NEW CAMPUS!" A cheery female voice chirps out these optimistic words every time the telephone rings in the offices of Celestino Fernández, the University of Arizona vice president and provost charged with putting together a brand-new four-year college in time for the fall 1996 semester.

But Fernández and his staff aren't sitting in anything that looks like a college, at least not yet. As they ponder plans for what they claim will be a college unlike any heretofore seen, they work out of rented office space in the elegant Old Pueblo Club downtown.

In fact, where the new campus eventually will materialize--out at the IBM site on the far eastside, or in the heart of the city--is a hot issue the City of Tucson is hoping very much to influence. Tucson wants to pluck this plum, a college that is supposed to attract some 10,000 students eventually, and plant it downtown. There, presumably, it would bear economic fruit--not only in the restaurants and retail shops that would spring up to serve the students, but in the "knowledge industries" attracted by a three-college hub formed by the UA, Pima Community College and the new school. A new campus, Tucson officials hope, might be what just what's needed to help revitalize the sorry central city.

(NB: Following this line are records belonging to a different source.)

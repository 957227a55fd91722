//! End-to-end runs of the brush binary against the sandbox.

use std::path::Path;
use std::process::{Command, Output};

use crate::integration::test_utils::SITE;
use crate::integration::Sandbox;

fn brush(sandbox: &Sandbox, args: &[&str]) -> Output {
    let bin = env!("CARGO_BIN_EXE_brush");
    Command::new(bin)
        .env("HOME", sandbox.home.as_os_str())
        .env("BRUSH_SYSTEM_CONFIG_DIR", sandbox.system.as_os_str())
        .env_remove("BRUSH_LOG")
        .env_remove("BRUSH_LOG_FORMAT")
        .env_remove("BRUSH_LOG_OUTPUT")
        .env_remove("BRUSH_LOG_MODULES")
        .args(args)
        .output()
        .unwrap()
}

fn path_arg(path: &Path) -> &str {
    path.to_str().unwrap()
}

#[test]
fn test_status_pipe_lists_loaded_config_files() {
    let sandbox = Sandbox::new();
    let output = brush(
        &sandbox,
        &[
            "--pipe",
            "--config",
            path_arg(&sandbox.custom),
            "--root",
            path_arg(&sandbox.backdrop),
            "--uri",
            SITE,
            "status",
        ],
    );
    assert!(
        output.status.success(),
        "brush status should succeed: stderr={:?}",
        String::from_utf8_lossy(&output.stderr)
    );

    let stdout = String::from_utf8_lossy(&output.stdout);
    let loaded: Vec<&str> = stdout.trim().split(' ').collect();
    let expected: Vec<String> = sandbox
        .written
        .iter()
        .map(|p| p.display().to_string())
        .collect();
    assert_eq!(loaded, expected);
}

#[test]
fn test_status_text_names_alias_file() {
    let sandbox = Sandbox::new();
    let output = brush(
        &sandbox,
        &[
            "@contextAlias",
            "--root",
            path_arg(&sandbox.backdrop),
            "--uri",
            SITE,
            "status",
        ],
    );
    assert!(output.status.success());
    let stdout = String::from_utf8_lossy(&output.stdout);
    assert!(stdout.contains("Brush configuration"));
    assert!(stdout.contains("Alias file"));
    assert!(stdout.contains("aliases.brushrc.toml"));
}

#[test]
fn test_option_reports_command_specific_winner() {
    let sandbox = Sandbox::new();
    let output = brush(
        &sandbox,
        &[
            "--root",
            path_arg(&sandbox.backdrop),
            "--uri",
            SITE,
            "option",
            "contextConfig",
            "--command",
            "unit-eval",
            "--format",
            "json",
        ],
    );
    assert!(output.status.success());
    let json: serde_json::Value = serde_json::from_slice(&output.stdout).unwrap();
    assert_eq!(json["value"], "site-specific");
    assert_eq!(json["source"]["slot"], "site");
    assert_eq!(json["source"]["command_specific"], true);
}

#[test]
fn test_unknown_alias_exits_non_zero() {
    let sandbox = Sandbox::new();
    let output = brush(&sandbox, &["@nope", "status"]);
    assert!(!output.status.success());
    let stderr = String::from_utf8_lossy(&output.stderr);
    assert!(stderr.contains("No such alias: @nope"), "{stderr}");
    assert!(stderr.contains("--alias-path"), "{stderr}");
}

#[test]
fn test_quiet_keeps_stderr_clean() {
    let sandbox = Sandbox::new();
    let output = brush(&sandbox, &["--quiet", "--verbose", "status"]);
    assert!(output.status.success());
    assert!(output.stderr.is_empty());
}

"The economic effect of an undergraduate school with 10,000 students and facilities...stretches the imagination," Mayor George Miller exulted during his January state of the city address. His enthusiasm is echoed by at least some city council members, and by a lineup of downtown boosters including the head of the Greater Tucson Economic Council, the director of the Downtown Development Corporation and head of the Tucson Arts District Partnership. Andy Bush of Design Studios West, the Denver urban planner who put together the City Center Vision and Strategic Plan, rated a downtown campus as an important ingredient in Tucson's overhaul, a trigger for the "knowledge gateway" he envisions linking the Old Pueblo to Mexico and the rest of Latin America.

And the university's own community advisory committee, a blue-ribbon panel of 14 local bigwigs appointed by UA President Manuel Pacheco, strongly recommended the campus go downtown, or at least nearby.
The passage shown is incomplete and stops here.